## Material provided
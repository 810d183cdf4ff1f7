//! World-space overlay geometry.

use crate::contour::Contour;
use crate::greedy::Rect;
use glam::{Vec2, Vec3};

/// Height of overlay quads above the ground plane.
pub const FILL_LIFT: f32 = 0.02;
/// Height of contour lines above the ground plane.
pub const LINE_LIFT: f32 = 0.03;
/// Inset of each quad edge, as a fraction of cell spacing.
pub const MARGIN_FRACTION: f32 = 0.02;

/// An indexed triangle list with per-vertex UVs.
#[derive(Clone, Debug, Default, PartialEq)]
pub struct OverlayMesh {
    /// Vertex positions.
    pub vertices: Vec<Vec3>,
    /// Triangle indices, three per triangle.
    pub indices: Vec<u32>,
    /// One UV per vertex.
    pub uvs: Vec<Vec2>,
}

impl OverlayMesh {
    /// Build one inset quad per rectangle.
    ///
    /// Cells are centred on `(x * spacing, y * spacing)` in the XZ plane.
    /// Each quad emits four vertices (min/min, max/min, max/max, min/max)
    /// and two triangles.
    pub fn from_rects(rects: &[Rect], spacing: f32, ground: f32) -> Self {
        let mut mesh = Self {
            vertices: Vec::with_capacity(rects.len() * 4),
            indices: Vec::with_capacity(rects.len() * 6),
            uvs: Vec::with_capacity(rects.len() * 4),
        };
        let half = spacing / 2.0;
        let margin = spacing * MARGIN_FRACTION;
        let y = ground + FILL_LIFT;

        for r in rects {
            let x_min = r.x as f32 * spacing - half + margin;
            let x_max = (r.x + r.width as i32 - 1) as f32 * spacing + half - margin;
            let z_min = r.y as f32 * spacing - half + margin;
            let z_max = (r.y + r.height as i32 - 1) as f32 * spacing + half - margin;

            let base = mesh.vertices.len() as u32;
            mesh.vertices.extend([
                Vec3::new(x_min, y, z_min),
                Vec3::new(x_max, y, z_min),
                Vec3::new(x_max, y, z_max),
                Vec3::new(x_min, y, z_max),
            ]);
            mesh.uvs.extend([Vec2::ZERO, Vec2::X, Vec2::ONE, Vec2::Y]);
            mesh.indices
                .extend([0, 2, 1, 0, 3, 2].into_iter().map(|i| base + i));
        }
        mesh
    }

    /// Number of triangles.
    pub fn triangle_count(&self) -> usize {
        self.indices.len() / 3
    }
}

/// Map a contour's lattice corners to world-space line points.
pub fn contour_to_world(contour: &Contour, spacing: f32, ground: f32) -> Vec<Vec3> {
    let y = ground + LINE_LIFT;
    contour
        .points
        .iter()
        .map(|p| Vec3::new((p.x as f32 - 0.5) * spacing, y, (p.y as f32 - 0.5) * spacing))
        .collect()
}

## Work task
Check each line of the data above for the word "const". Report how many lines have it, and nothing else.

## Expected output
3